If we don’t stand before the world and say, ‘This is happening,’ we will be exterminated,” said Indigenous leader Ermes Pete, according to The New York Times.


Protesters also demanded a guaranteed income for those who lost their jobs because of the coronavirus pandemic, increased education and health funding, farmer production and rights for women and vulnerable populations, as well as tangible steps to stop gender-based violence. 


For Colombians, violence against women is nothing new. Since the pandemic, the country has seen a surge in femicides and domestic violence


“It’s a loss of 10 years of work toward gender equality because women are returning to these patriarchal spaces,” said Carolina Mosquera, researcher at the Bogotá-based think-tank, Sisma Mujer, as reported by Al Jazeera.  It brings us back to this old dynamic of the man as the provider and the woman who cares for the home.” 


People hoped as the lockdown became less strict, the rate of gender-based violence would decrease; however, in the month of September, 86 femicides were recorded, the highest monthly number counted since the killings began to be tracked in 2017.

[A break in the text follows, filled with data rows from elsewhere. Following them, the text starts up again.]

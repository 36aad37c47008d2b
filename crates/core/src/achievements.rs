//! Achievement catalog and threshold evaluation.
//!
//! The catalog is a static data table: each entry names a criterion, the
//! stat it thresholds on, the threshold value, and display metadata. One
//! generic evaluator covers every entry, so adding a new achievement is a
//! single table row.

use serde::Serialize;

// ---------------------------------------------------------------------------
// Progress snapshot
// ---------------------------------------------------------------------------

/// The user stats achievements are evaluated against. A plain value struct
/// so the evaluator stays pure.
#[derive(Debug, Clone, Copy, PartialEq, Serialize)]
pub struct ProgressSnapshot {
    pub xp: i32,
    pub coins: i32,
    pub streak: i32,
    pub tasks_completed: i32,
    pub total_hours_coded: f64,
}

// ---------------------------------------------------------------------------
// Criteria
// ---------------------------------------------------------------------------

/// Fixed set of achievement criteria. The string form is the database key
/// under the `(user_id, criterion)` uniqueness constraint.
#[derive(Debug, Clone, Copy, PartialEq, Eq, Hash, Serialize)]
#[serde(rename_all = "snake_case")]
pub enum Criterion {
    FirstTask,
    ThreeTasks,
    Streak3,
    Streak7,
    Streak14,
    Xp500,
    Xp1000,
    Hours10,
}

impl Criterion {
    pub fn as_str(self) -> &'static str {
        match self {
            Self::FirstTask => "first_task",
            Self::ThreeTasks => "three_tasks",
            Self::Streak3 => "streak_3",
            Self::Streak7 => "streak_7",
            Self::Streak14 => "streak_14",
            Self::Xp500 => "xp_500",
            Self::Xp1000 => "xp_1000",
            Self::Hours10 => "hours_10",
        }
    }
}

/// Which stat an achievement thresholds on.
#[derive(Debug, Clone, Copy, PartialEq, Eq)]
pub enum ThresholdKind {
    TasksCompleted,
    Streak,
    Xp,
    HoursCoded,
}

// ---------------------------------------------------------------------------
// Catalog
// ---------------------------------------------------------------------------

/// A single catalog row: criterion, threshold, and display metadata.
#[derive(Debug, Clone, Copy)]
pub struct AchievementDef {
    pub criterion: Criterion,
    pub kind: ThresholdKind,
    pub threshold: f64,
    pub name: &'static str,
    pub description: &'static str,
    pub icon: &'static str,
}

impl AchievementDef {
    /// Current value of the stat this achievement thresholds on.
    pub fn current(&self, stats: &ProgressSnapshot) -> f64 {
        match self.kind {
            ThresholdKind::TasksCompleted => stats.tasks_completed as f64,
            ThresholdKind::Streak => stats.streak as f64,
            ThresholdKind::Xp => stats.xp as f64,
            ThresholdKind::HoursCoded => stats.total_hours_coded,
        }
    }

    /// Whether the stats satisfy this achievement's threshold.
    pub fn is_satisfied(&self, stats: &ProgressSnapshot) -> bool {
        self.current(stats) >= self.threshold
    }
}

/// The full, fixed achievement catalog.
pub const CATALOG: &[AchievementDef] = &[
    AchievementDef {
        criterion: Criterion::FirstTask,
        kind: ThresholdKind::TasksCompleted,
        threshold: 1.0,
        name: "First Quest",
        description: "Completed your first task",
        icon: "first-badge.jpg",
    },
    AchievementDef {
        criterion: Criterion::ThreeTasks,
        kind: ThresholdKind::TasksCompleted,
        threshold: 3.0,
        name: "Task Trifecta",
        description: "Completed 3 tasks",
        icon: "trifecta-badge.jpg",
    },
    AchievementDef {
        criterion: Criterion::Streak3,
        kind: ThresholdKind::Streak,
        threshold: 3.0,
        name: "3-Day Sprinter",
        description: "Achieved a 3-day streak",
        icon: "streak-3-badge.jpg",
    },
    AchievementDef {
        criterion: Criterion::Streak7,
        kind: ThresholdKind::Streak,
        threshold: 7.0,
        name: "Streak Starter",
        description: "Achieved a 7-day streak",
        icon: "streak-badge.jpg",
    },
    AchievementDef {
        criterion: Criterion::Streak14,
        kind: ThresholdKind::Streak,
        threshold: 14.0,
        name: "Streak Master",
        description: "Achieved a 14-day streak",
        icon: "streak-14-badge.jpg",
    },
    AchievementDef {
        criterion: Criterion::Xp500,
        kind: ThresholdKind::Xp,
        threshold: 500.0,
        name: "XP Novice",
        description: "Earned 500 XP",
        icon: "xp-badge.jpg",
    },
    AchievementDef {
        criterion: Criterion::Xp1000,
        kind: ThresholdKind::Xp,
        threshold: 1000.0,
        name: "XP Adept",
        description: "Earned 1000 XP",
        icon: "xp-adept-badge.jpg",
    },
    AchievementDef {
        criterion: Criterion::Hours10,
        kind: ThresholdKind::HoursCoded,
        threshold: 10.0,
        name: "Code Marathoner",
        description: "Coded for 10 hours",
        icon: "hours-badge.jpg",
    },
];

/// Look up a catalog entry by its string criterion key.
pub fn find(criterion: &str) -> Option<&'static AchievementDef> {
    CATALOG.iter().find(|d| d.criterion.as_str() == criterion)
}

/// Catalog entries satisfied by `stats` but not present in
/// `unlocked` (string criterion keys of already-unlocked achievements).
pub fn newly_satisfied<'a>(
    stats: &'a ProgressSnapshot,
    unlocked: &'a [String],
) -> impl Iterator<Item = &'static AchievementDef> + 'a {
    CATALOG.iter().filter(move |def| {
        !unlocked.iter().any(|c| c == def.criterion.as_str()) && def.is_satisfied(stats)
    })
}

There have been a number of protests focusing specifically on gender-based violence against women, as violence against women in the country has been largely ignored by the government. 

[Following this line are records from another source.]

//! Task entity model and DTOs.

use devquest_core::types::{DbId, Timestamp};
use serde::{Deserialize, Serialize};
use sqlx::FromRow;

/// Task lifecycle state as stored in the `status` column.
pub const STATUS_PENDING: &str = "pending";
pub const STATUS_COMPLETED: &str = "completed";

/// Full task row from the `tasks` table.
#[derive(Debug, Clone, FromRow, Serialize)]
pub struct Task {
    pub id: DbId,
    pub user_id: DbId,
    pub name: String,
    pub description: Option<String>,
    /// Lowercase difficulty tier: `easy` / `medium` / `hard`.
    pub difficulty: String,
    pub estimated_minutes: i32,
    /// Reported time spent, set once on completion.
    pub actual_minutes: Option<i32>,
    pub status: String,
    pub learned: bool,
    pub completed_at: Option<Timestamp>,
    pub created_at: Timestamp,
}

impl Task {
    pub fn is_completed(&self) -> bool {
        self.status == STATUS_COMPLETED
    }
}

/// DTO for creating a new task.
#[derive(Debug, Deserialize)]
pub struct CreateTask {
    pub name: String,
    pub description: Option<String>,
    pub difficulty: String,
    pub estimated_minutes: i32,
}

/// DTO for updating a pending task. All fields are optional.
#[derive(Debug, Deserialize)]
pub struct UpdateTask {
    pub name: Option<String>,
    pub description: Option<String>,
    pub difficulty: Option<String>,
    pub estimated_minutes: Option<i32>,
}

One of the events that sparked protests for women’s rights in June was soldiers admitting to the rape of a 13-year-old Indigenous child. According to The Guardian, some observers said the “horrific episode reveals systemic cruelty within the military.”


“It’s something systematic, and if their security training and doctrine doesn’t change and doesn’t include a serious human rights component, we can expect to see crimes like this becoming normalised,” Mafe Carrascal, a Bogotá-based activist, said. 


Local and national governments have tried to respond to the violence with resources like local and national domestic violence attention lines, but critics say those are not enough to make a significant change, and also point out the lack of effective judicial resources for most women. 


In addition to the physical dangers women face, the economic fall during the pandemic and the lockdown’s disproportionate effect on women puts them at higher risk. Women have reported the reality of being stripped of their “economic autonomy.”  


Recent protests in Columbia are the latest in a series of protests that began late last year. These include September protests against police brutality that led to 13 deaths.


The national protests and strikes largely remained peaceful and Bogotá. Mayor Claudia Lopez attributed that to the presence of Indigenous people by using the term “minga,” which Indigenous groups use to refer to collective action. 


These peaceful protests were the first that police did not try to repress since Duque took control of the increasingly authoritarian government in 2018. The Colombian Supreme Court ordered respect for the right to protest and prevent police brutality, leaving the president no other option.


In place of the police, protests were observed by unarmed Indigenous guards. Government officials attempted to accuse terrorists of infiltrating the Indigenous groups, but this was largely ignored.


“This protest comes at a time of less protests around Latin America. I think Colombia is alone in the room,” said Director of Colombia Risk Analysis Sergio Guzman, according to AP News. “It’s very difficult for President Duque to carve a path forward without further dividing society.”